I appreciate it. I am that person, on the other side of the world.

A co-workers birthday brought me back into Borders, and I sneaked back to get a glimpse of a few other Post Secret books. I had to tell myself “no”, so that I wouldn’t tempt myself to collect another.

I don’t know why I did it, but I tore off a piece of paper from my week old mail, and wrote one of my secrets. I placed the secret in the book, and smiled. It felt good! It was like someone else knew, and yes, it felt really REALLY good. Now, someone else will get an extra secret for their money.
(I have not shared this secret, and am not ready. I wanted to let you know. I will soon, or, perhaps I already did?)

I miss those days, when secrets were so simple, so innocent. For me, I had to learn real quickly, how secrets can turn one person’s life up side down. Sometimes, I often wonder when recovering would end. I’m okay with tip-toeing through this world; it was actually much simpler. No one would know I was around. It’s not as though life was ever truly “so simple”, but if I could, I would make it. (I think of it like restarting my heart, and letting it reload, then installing a virus tracker. Yes, that simple!)

Often, I wonder what secret I would share, and if ever, those CERTAIN INDIVIDUALS would ever know that secret was in regards to them, or, if they would ever come across reading it, understanding it was created by me especially for them. Maybe, time will kill the hurtful things. Even if, I can say I am ten times stronger, then a year from now. It just feels as though, half of me is already gone.

Friday, August 28, 2009

Defining "Normal".

I wasn’t sure if it really hit me, or if his comforting voice got to me. Perhaps, it was my frustrations, and stubborn little sister. Sad to say, but my little sisters can still make me cry. (Smiles) Day by day, it gets a little harder.

I left work yesterday night, anxious to get home. Then it hit, “Wait, he’s not even here anymore”. I quickly substituted that thought with knowing I was going to be able to see my chubby brat, and everything was okay.

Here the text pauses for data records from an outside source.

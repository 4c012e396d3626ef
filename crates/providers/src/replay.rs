//! Replay provider: streams recorded replies.
//!
//! Each call to `stream()` serves the next recorded reply, cut into chunks of
//! a fixed number of characters so the consumer sees realistic, arbitrary
//! chunk boundaries. Every request is kept for later inspection.

use async_trait::async_trait;
use stepwise_config::ReplayConfig;
use stepwise_core::error::ProviderError;
use stepwise_core::provider::{ChunkReceiver, Provider, ProviderRequest, StreamChunk};
use std::collections::VecDeque;
use std::path::Path;
use std::sync::Mutex;
use tracing::debug;

/// A provider that replays recorded replies in order.
pub struct ReplayProvider {
    name: String,
    replies: Mutex<VecDeque<String>>,
    requests: Mutex<Vec<ProviderRequest>>,
    chunk_size: usize,
    context_length: usize,
}

impl ReplayProvider {
    /// Create a provider serving `replies` in order.
    pub fn new(replies: Vec<String>) -> Self {
        let defaults = ReplayConfig::default();
        Self {
            name: "replay".into(),
            replies: Mutex::new(replies.into()),
            requests: Mutex::new(Vec::new()),
            chunk_size: defaults.chunk_size,
            context_length: defaults.context_length,
        }
    }

    /// Create a provider from configuration.
    pub fn from_config(replies: Vec<String>, config: &ReplayConfig) -> Self {
        Self::new(replies)
            .with_chunk_size(config.chunk_size)
            .with_context_length(config.context_length)
    }

    /// Read one reply per file.
    pub fn from_files<P: AsRef<Path>>(
        paths: &[P],
        config: &ReplayConfig,
    ) -> std::io::Result<Self> {
        let replies = paths
            .iter()
            .map(std::fs::read_to_string)
            .collect::<std::io::Result<Vec<_>>>()?;
        Ok(Self::from_config(replies, config))
    }

    /// Characters per streamed chunk (minimum 1).
    pub fn with_chunk_size(mut self, chunk_size: usize) -> Self {
        self.chunk_size = chunk_size.max(1);
        self
    }

    pub fn with_context_length(mut self, context_length: usize) -> Self {
        self.context_length = context_length;
        self
    }

    /// Every request received so far, in order.
    pub fn requests(&self) -> Vec<ProviderRequest> {
        self.requests.lock().map(|r| r.clone()).unwrap_or_default()
    }

    /// Number of replies not yet served.
    pub fn remaining(&self) -> usize {
        self.replies.lock().map(|r| r.len()).unwrap_or(0)
    }
}

/// Split `text` into pieces of at most `size` characters.
fn split_chunks(text: &str, size: usize) -> Vec<String> {
    let chars: Vec<char> = text.chars().collect();
    chars
        .chunks(size.max(1))
        .map(|c| c.iter().collect())
        .collect()
}

#[async_trait]
impl Provider for ReplayProvider {
    fn name(&self) -> &str {
        &self.name
    }

    async fn stream(
        &self,
        request: ProviderRequest,
    ) -> std::result::Result<ChunkReceiver, ProviderError> {
        let reply = {
            let mut replies = self
                .replies
                .lock()
                .map_err(|_| ProviderError::NotConfigured("replay queue poisoned".into()))?;
            replies.pop_front()
        };

        if let Ok(mut requests) = self.requests.lock() {
            requests.push(request);
        }

        let reply = reply.ok_or_else(|| {
            ProviderError::Exhausted(format!("{} has no recorded reply left", self.name))
        })?;

        let chunks = split_chunks(&reply, self.chunk_size);
        debug!(provider = %self.name, chunks = chunks.len(), "Replaying recorded reply");

        let (tx, rx) = tokio::sync::mpsc::channel(64);
        tokio::spawn(async move {
            for chunk in chunks {
                if tx.send(Ok(StreamChunk::text(chunk))).await.is_err() {
                    return;
                }
            }
            let _ = tx.send(Ok(StreamChunk::done())).await;
        });

        Ok(rx)
    }

    fn context_length(&self) -> usize {
        self.context_length
    }
}
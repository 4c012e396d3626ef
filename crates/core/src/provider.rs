//! Provider trait: the abstraction over model access.
//!
//! A Provider knows how to stream a reply to a conversation and how to price
//! text in tokens. The agent loop only ever sees this trait: HTTP clients,
//! recorded transcripts and test doubles are interchangeable.

use crate::error::ProviderError;
use crate::message::Message;
use crate::token::estimate_tokens;
use async_trait::async_trait;
use serde::{Deserialize, Serialize};

/// Configuration for a provider request.
#[derive(Debug, Clone, Serialize, Deserialize)]
pub struct ProviderRequest {
    /// The model to use
    pub model: String,

    /// The conversation messages
    pub messages: Vec<Message>,

    /// Temperature (0.0 = deterministic, 1.0 = creative)
    #[serde(default = "default_temperature")]
    pub temperature: f32,

    /// Maximum tokens to generate
    #[serde(default, skip_serializing_if = "Option::is_none")]
    pub max_tokens: Option<u32>,

    /// Whether to stream the response
    #[serde(default)]
    pub stream: bool,

    /// Stop sequences
    #[serde(default, skip_serializing_if = "Vec::is_empty")]
    pub stop: Vec<String>,
}

fn default_temperature() -> f32 {
    0.5
}

/// A single chunk in a streaming response.
///
/// Chunk boundaries are arbitrary: a chunk may hold half a line or several.
#[derive(Debug, Clone, Default, Serialize, Deserialize)]
pub struct StreamChunk {
    /// Partial content delta
    #[serde(default)]
    pub content: Option<String>,

    /// Whether this is the final chunk
    #[serde(default)]
    pub done: bool,
}

impl StreamChunk {
    /// A content delta.
    pub fn text(content: impl Into<String>) -> Self {
        Self {
            content: Some(content.into()),
            done: false,
        }
    }

    /// The terminating chunk.
    pub fn done() -> Self {
        Self {
            content: None,
            done: true,
        }
    }
}

/// Receiving half of a streamed reply.
pub type ChunkReceiver =
    tokio::sync::mpsc::Receiver<std::result::Result<StreamChunk, ProviderError>>;

/// The core Provider trait.
///
/// The agent loop calls `stream()` without knowing which provider is being
/// used. Per-request timeouts, if any, are the provider's business.
#[async_trait]
pub trait Provider: Send + Sync {
    /// A human-readable name for this provider.
    fn name(&self) -> &str;

    /// Send a request and get a stream of response chunks.
    async fn stream(
        &self,
        request: ProviderRequest,
    ) -> std::result::Result<ChunkReceiver, ProviderError>;

    /// Count tokens the way this model does.
    ///
    /// Default implementation uses the 4-chars-per-token heuristic.
    fn count_tokens(&self, text: &str) -> usize {
        estimate_tokens(text)
    }

    /// Size of the model's context window in tokens.
    fn context_length(&self) -> usize {
        4096
    }
}
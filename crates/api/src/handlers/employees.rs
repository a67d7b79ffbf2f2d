//! Handlers for the `/employees` resource.

use actiontrack_core::error::CoreError;
use actiontrack_core::types::DbId;
use actiontrack_db::models::action_item::ActionItemWithNames;
use actiontrack_db::models::employee::{
    CreateEmployee, Employee, EmployeeWithCounts, ReassignEmployee,
};
use actiontrack_db::repositories::{ActionItemRepo, EmployeeRepo};
use axum::extract::{Path, State};
use axum::http::StatusCode;
use axum::Json;
use serde::Serialize;
use validator::Validate;

use crate::error::{AppError, AppResult};
use crate::extract::AppJson;
use crate::response::DataResponse;
use crate::state::AppState;

/// An employee with their manager's name and their action items.
#[derive(Debug, Serialize)]
pub struct EmployeeDetail {
    pub employee: EmployeeWithCounts,
    pub action_items: Vec<ActionItemWithNames>,
}

/// POST /api/v1/employees
pub async fn create(
    State(state): State<AppState>,
    AppJson(input): AppJson<CreateEmployee>,
) -> AppResult<(StatusCode, Json<Employee>)> {
    input.validate()?;
    let employee = EmployeeRepo::create(&state.pool, &input).await?;

    tracing::info!(
        employee_id = employee.id,
        manager_id = employee.manager_id,
        "Employee created"
    );

    Ok((StatusCode::CREATED, Json(employee)))
}

/// GET /api/v1/employees
pub async fn list(
    State(state): State<AppState>,
) -> AppResult<Json<DataResponse<Vec<EmployeeWithCounts>>>> {
    let employees = EmployeeRepo::list_with_counts(&state.pool).await?;
    Ok(Json(DataResponse { data: employees }))
}

/// GET /api/v1/employees/{id}
pub async fn get_by_id(
    State(state): State<AppState>,
    Path(id): Path<DbId>,
) -> AppResult<Json<DataResponse<EmployeeDetail>>> {
    let employee = EmployeeRepo::find_with_counts(&state.pool, id)
        .await?
        .ok_or(AppError::Core(CoreError::NotFound {
            entity: "Employee",
            id,
        }))?;
    let action_items = ActionItemRepo::list_for_employee(&state.pool, id).await?;

    Ok(Json(DataResponse {
        data: EmployeeDetail {
            employee,
            action_items,
        },
    }))
}

/// PUT /api/v1/employees/{id}/manager
///
/// Move the employee under another manager. Existing action items keep
/// the manager they were created under.
pub async fn reassign(
    State(state): State<AppState>,
    Path(id): Path<DbId>,
    AppJson(input): AppJson<ReassignEmployee>,
) -> AppResult<Json<Employee>> {
    let employee = EmployeeRepo::reassign(&state.pool, id, input.manager_id).await?;

    tracing::info!(employee_id = id, manager_id = input.manager_id, "Employee reassigned");

    Ok(Json(employee))
}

Your mom comforts me every morning. Her hugs truly make things a little easier, but it also makes me miss you more. She’s sad that the food lasts longer now. The house has a distinct awkwardness, sometimes, and I start to notice that you won’t “be home later” to make it okay, again.

I’ve been trying to figure out a new “normal”, before everything catches up. Being more involved with school, picking up more at work, and trying to occupy myself. Although, I’m not too sure waking up by myself will ever be “normal”. But, I must add, my back has been feeling a lot better, now days.

A sweater, a shirt, a mist of cologne, a piece of hair (kidding), I should have kept something to wear, hold, or smell. I don’t want to forget you, even a little. I think I kind of already forgot how you look like.

I hope you are doing well, and that when we do talk, you’re not just trying to be strong. I know your weaknesses. (Smiles) I’m praying for you (I hope you’re remembering to pray), and it won’t be too long, before we can return to our routines.

Wednesday, July 8, 2009

Memphis.

Memphis Love.
A new chapter, a new life. =)

Friday, June 5, 2009

On a jetplane to Memphis.


So, life will definetely change in about 2-months.
I am ready to let go ...

My understanding is, life will move on with or without you.


I wished I could join him on this journey and through his endeavors, but, for this moment in time, I must not fail to capture the crucial moment this is, for him. In time, my heart will losen, and I will learn to be a grown up. In the meantime, I have your heart, and you have mine.

Knock em' dead. I am so proud of you!!!